We wish to solve the following differential equation using power series:

xy'' - 2y + 9x^5 y = 0.

First write out y(x) as a power series, i.e.

y(x) = sum_{k=0}^infty(c_k x^k).

Then we have

y'(x) = sum_{k=1}^infty[k c_k x^(k-1)]

and

y''(x) = sum_{k=2}^infty[k(k-1) c_k x^(k-2)]

whence

0 = xy'' - 2y + 9x^5 y

= sum_{k=2}^infty[k(k-1) c_k x^(k-1)] - 2 sum_{k=1}^infty[k c_k x^(k-1)]

+ 9 sum_{k'=0}^infty[c_k' x^(k'+5)].

Now let k' = k-6. Then we have

0 = sum_{k=1}^infty{[k(k-3) c_k + 9 c_(k-6)] x^(k-1)}.

Since the sum is zero, each coefficient multiplying x^(k-1) must be zero, i.e.

k(k-3) c_k + 9 c_(k-6) = 0 for all k.

Thus we have

c_k = -9 c_(k-6) / [k(k-3)]

for all k.

Assume c_0 is nonzero. Then we have

c_(6k) = -9 c_(6k-6) / [(6k)(6k-3)]

= -c_(6k-6) / [(2k)(2k-1)]

= +c_(6k-12) / [(2k)(2k-1)(2k-2)(2k-3)]

...

= (-1)^k c_0/(2k)!

Thus we have the particular solution

y_1(x) = sum_{k=0}^infty(c_k x^k) = c_0 sum_{k=0}^infty[(-1)^k x^(6k)/(2k)!] = c_0 cos(x^3).

To find a linearly independent solution, assume c_3 is nonzero as proceed as before.
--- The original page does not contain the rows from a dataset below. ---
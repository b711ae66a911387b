//! Order handler for the OTP-gated repair workflow.
//!
//! Covers submission and the five status steps that follow it. Each handoff
//! step consumes the code issued by the step before it and issues the code
//! for the next handoff. Parties are notified after the change is persisted.

use super::{PartyHandler, WorkflowError};
use crate::durations;
use crate::otp::OtpGenerator;
use crate::state::OrderStateMachine;
use chrono::Utc;
use repair_notify::NotificationService;
use repair_types::{
	truncate_id, NewOrderRequest, Notification, Order, OrderFilter, OrderStatus, OrderSummary,
	OtpKind, PaymentStatus, QuoteStatus, Recipient,
};
use rust_decimal::Decimal;
use std::sync::Arc;
use tracing::instrument;
use uuid::Uuid;

pub struct OrderHandler {
	state_machine: Arc<OrderStateMachine>,
	parties: Arc<PartyHandler>,
	otp: Arc<dyn OtpGenerator>,
	notifications: Arc<NotificationService>,
}

impl OrderHandler {
	pub fn new(
		state_machine: Arc<OrderStateMachine>,
		parties: Arc<PartyHandler>,
		otp: Arc<dyn OtpGenerator>,
		notifications: Arc<NotificationService>,
	) -> Self {
		Self {
			state_machine,
			parties,
			otp,
			notifications,
		}
	}

	/// Creates a pending order, issues the pickup code and assigns a rider.
	#[instrument(skip_all, fields(customer_id = %request.customer_id))]
	pub async fn submit(&self, request: NewOrderRequest) -> Result<Order, WorkflowError> {
		if request.price.is_some_and(|price| price <= Decimal::ZERO) {
			return Err(WorkflowError::Validation(
				"price must be positive".to_string(),
			));
		}

		let vendor = self.parties.get_vendor(&request.vendor_id).await?;
		let rider = self.parties.assign_rider().await?;

		let now = Utc::now();
		let order = Order {
			id: Uuid::new_v4().to_string(),
			customer_id: request.customer_id,
			vendor_id: vendor.id,
			rider_id: Some(rider.id),
			status: OrderStatus::Pending,
			pickup_address: request.pickup_address,
			delivery_address: request.delivery_address,
			racket_details: request.racket_details,
			vendor_notes: None,
			racket_image: request.racket_image,
			quote_amount: None,
			quote_status: QuoteStatus::None,
			price: request.price,
			payment_status: PaymentStatus::Pending,
			payment_reference: None,
			rider_pickup_otp: Some(self.otp.generate()),
			rider_delivery_to_vendor_otp: None,
			vendor_handover_to_rider_otp: None,
			customer_return_otp: None,
			created_at: now,
			updated_at: now,
			service_timer_start: Some(now),
			rider_pickup_start_time: None,
			rider_delivery_to_vendor_time: None,
			vendor_service_start_time: None,
			vendor_service_end_time: None,
			rider_return_to_court_time: None,
			customer_completion_time: None,
			total_rider_time: None,
			total_vendor_time: None,
			total_service_time: None,
			pickup_evidence_image: None,
			delivery_to_vendor_evidence_image: None,
			service_complete_evidence_image: None,
			return_to_court_evidence_image: None,
			customer_pickup_evidence_image: None,
		};
		self.state_machine.store_order(&order).await?;

		tracing::info!(
			order_id = %truncate_id(&order.id),
			rider_id = %truncate_id(&assigned_rider(&order)),
			"Order submitted"
		);

		self.notifications
			.send(&[
				Notification::new(
					Recipient::Rider(assigned_rider(&order)),
					&order.id,
					format!(
						"New order {} submitted by customer {}. Please pick up at {}. OTP for pickup: {}",
						order.id,
						order.customer_id,
						order.pickup_address,
						order.rider_pickup_otp.as_deref().unwrap_or_default()
					),
				),
				Notification::new(
					Recipient::Vendor(order.vendor_id.clone()),
					&order.id,
					format!(
						"New order {} has been submitted. Racket will be delivered by rider.",
						order.id
					),
				),
			])
			.await;

		Ok(order)
	}

	/// Rider collects the racket from the customer.
	#[instrument(skip_all, fields(order_id = %truncate_id(order_id)))]
	pub async fn confirm_pickup(&self, order_id: &str, otp: &str) -> Result<Order, WorkflowError> {
		let delivery_otp = self.otp.generate();
		let order = self
			.state_machine
			.transition_order_status(
				order_id,
				OrderStatus::Picked,
				Some((OtpKind::RiderPickup, otp)),
				|order, now| {
					order.rider_pickup_start_time = Some(now);
					order.rider_delivery_to_vendor_otp = Some(delivery_otp.clone());
				},
			)
			.await?;

		tracing::info!("Racket picked up");
		self.notifications
			.send(&[Notification::new(
				Recipient::Vendor(order.vendor_id.clone()),
				&order.id,
				format!(
					"Racket for order {} is en route. Rider will deliver with OTP: {}",
					order.id, delivery_otp
				),
			)])
			.await;

		Ok(order)
	}

	/// Rider hands the racket to the vendor; the repair clock starts.
	#[instrument(skip_all, fields(order_id = %truncate_id(order_id)))]
	pub async fn deliver_to_vendor(
		&self,
		order_id: &str,
		otp: &str,
	) -> Result<Order, WorkflowError> {
		let order = self
			.state_machine
			.transition_order_status(
				order_id,
				OrderStatus::InProgress,
				Some((OtpKind::RiderDeliveryToVendor, otp)),
				|order, now| {
					order.rider_delivery_to_vendor_time = Some(now);
					order.vendor_service_start_time = Some(now);
				},
			)
			.await?;

		tracing::info!("Racket delivered to vendor");
		self.notifications
			.send(&[Notification::new(
				Recipient::Customer(order.customer_id.clone()),
				&order.id,
				format!(
					"Your racket for order {} has been delivered to the vendor. Service is now in progress.",
					order.id
				),
			)])
			.await;

		Ok(order)
	}

	/// Vendor finishes the repair. Issues the handover code for the rider and
	/// the return code for the customer.
	#[instrument(skip_all, fields(order_id = %truncate_id(order_id)))]
	pub async fn complete_service(&self, order_id: &str) -> Result<Order, WorkflowError> {
		let handover_otp = self.otp.generate();
		let return_otp = self.otp.generate();
		let order = self
			.state_machine
			.transition_order_status(
				order_id,
				OrderStatus::AwaitingRiderPickup,
				None,
				|order, now| {
					order.vendor_service_end_time = Some(now);
					order.total_vendor_time =
						Some(durations::round2(durations::vendor_minutes(order)));
					order.vendor_handover_to_rider_otp = Some(handover_otp.clone());
					order.customer_return_otp = Some(return_otp.clone());
				},
			)
			.await?;

		tracing::info!(
			total_vendor_time = order.total_vendor_time.unwrap_or_default(),
			"Service completed"
		);
		self.notifications
			.send(&[
				Notification::new(
					Recipient::Rider(assigned_rider(&order)),
					&order.id,
					format!(
						"Racket for order {} is ready for pickup from vendor. OTP for handover: {}",
						order.id, handover_otp
					),
				),
				Notification::new(
					Recipient::Customer(order.customer_id.clone()),
					&order.id,
					format!(
						"Your racket for order {} is ready for delivery! Give OTP {} to the rider on return.",
						order.id, return_otp
					),
				),
			])
			.await;

		Ok(order)
	}

	/// Vendor hands the repaired racket to the rider.
	#[instrument(skip_all, fields(order_id = %truncate_id(order_id)))]
	pub async fn handover_to_rider(
		&self,
		order_id: &str,
		otp: &str,
	) -> Result<Order, WorkflowError> {
		let order = self
			.state_machine
			.transition_order_status(
				order_id,
				OrderStatus::OutForDelivery,
				Some((OtpKind::VendorHandoverToRider, otp)),
				|_, _| {},
			)
			.await?;

		tracing::info!("Racket out for delivery");
		self.notifications
			.send(&[
				Notification::new(
					Recipient::Customer(order.customer_id.clone()),
					&order.id,
					format!("Your racket for order {} is now out for delivery!", order.id),
				),
				Notification::new(
					Recipient::Rider(assigned_rider(&order)),
					&order.id,
					format!(
						"You have picked up order {} from the vendor. Please deliver to {}.",
						order.id,
						order
							.delivery_address
							.as_deref()
							.unwrap_or(&order.pickup_address)
					),
				),
			])
			.await;

		Ok(order)
	}

	/// Rider returns the racket to the customer; the order completes and its
	/// totals are fixed.
	#[instrument(skip_all, fields(order_id = %truncate_id(order_id)))]
	pub async fn return_to_customer(
		&self,
		order_id: &str,
		otp: &str,
	) -> Result<Order, WorkflowError> {
		let order = self
			.state_machine
			.transition_order_status(
				order_id,
				OrderStatus::Completed,
				Some((OtpKind::CustomerReturn, otp)),
				|order, now| {
					order.rider_return_to_court_time = Some(now);
					order.customer_completion_time = Some(now);
					order.total_rider_time =
						Some(durations::round2(durations::rider_minutes(order)));
					order.total_service_time =
						durations::service_minutes(order, now).map(durations::round2);
				},
			)
			.await?;

		let service = order.total_service_time.unwrap_or_default();
		let rider = order.total_rider_time.unwrap_or_default();
		let vendor = order.total_vendor_time.unwrap_or_default();
		tracing::info!(
			total_service_time = service,
			total_rider_time = rider,
			total_vendor_time = vendor,
			"Order completed"
		);
		self.notifications
			.send(&[
				Notification::new(
					Recipient::Customer(order.customer_id.clone()),
					&order.id,
					format!(
						"Your racket for order {} has been returned and service is now complete. Thank you!",
						order.id
					),
				),
				Notification::new(
					Recipient::Admin,
					&order.id,
					format!(
						"Order {} completed. Total Service Time: {} mins, Total Rider Time: {} mins, Total Vendor Time: {} mins.",
						order.id, service, rider, vendor
					),
				),
			])
			.await;

		Ok(order)
	}

	pub async fn get(&self, order_id: &str) -> Result<Order, WorkflowError> {
		Ok(self.state_machine.get_order(order_id).await?)
	}

	/// Orders matching every set field of `filter`, newest first.
	pub async fn list(&self, filter: &OrderFilter) -> Result<Vec<Order>, WorkflowError> {
		let mut orders: Vec<Order> = self
			.state_machine
			.list_orders()
			.await?
			.into_iter()
			.filter(|order| matches_filter(order, filter))
			.collect();
		orders.sort_by(|a, b| b.created_at.cmp(&a.created_at).then(b.id.cmp(&a.id)));
		Ok(orders)
	}

	pub async fn summary(&self, order_id: &str) -> Result<OrderSummary, WorkflowError> {
		let order = self.state_machine.get_order(order_id).await?;
		Ok(durations::summarize(&order, Utc::now()))
	}
}

fn assigned_rider(order: &Order) -> String {
	order.rider_id.clone().unwrap_or_default()
}

fn matches_filter(order: &Order, filter: &OrderFilter) -> bool {
	filter
		.customer_id
		.as_ref()
		.is_none_or(|id| *id == order.customer_id)
		&& filter
			.vendor_id
			.as_ref()
			.is_none_or(|id| *id == order.vendor_id)
		&& filter
			.rider_id
			.as_ref()
			.is_none_or(|id| order.rider_id.as_ref() == Some(id))
		&& filter.status.is_none_or(|status| status == order.status)
}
We have

c_(6k+3) = -9 c_(6k-3) / [(6k+3)(6k)]

= -c_(6k-3) / [(2k+1)(2k)]

= +c_(6k-9) / [(2k+1)(2k)(2k-1)(2k-2)]

...

= (-1)^k c_3/(2k+1)!

Thus we have the linearly independent solution

y_2(x) = sum_{k=0}^infty(c_k x^k) = c_3 sum_{k=0}^infty[(-1)^k x^(6k+3)/(2k+1)!] = c_3 sin(x^3).

Thus the general solution of the differential equation is

y(x) = A cos(x^3) + B sin(x^3)

where A and B are arbitrary constants.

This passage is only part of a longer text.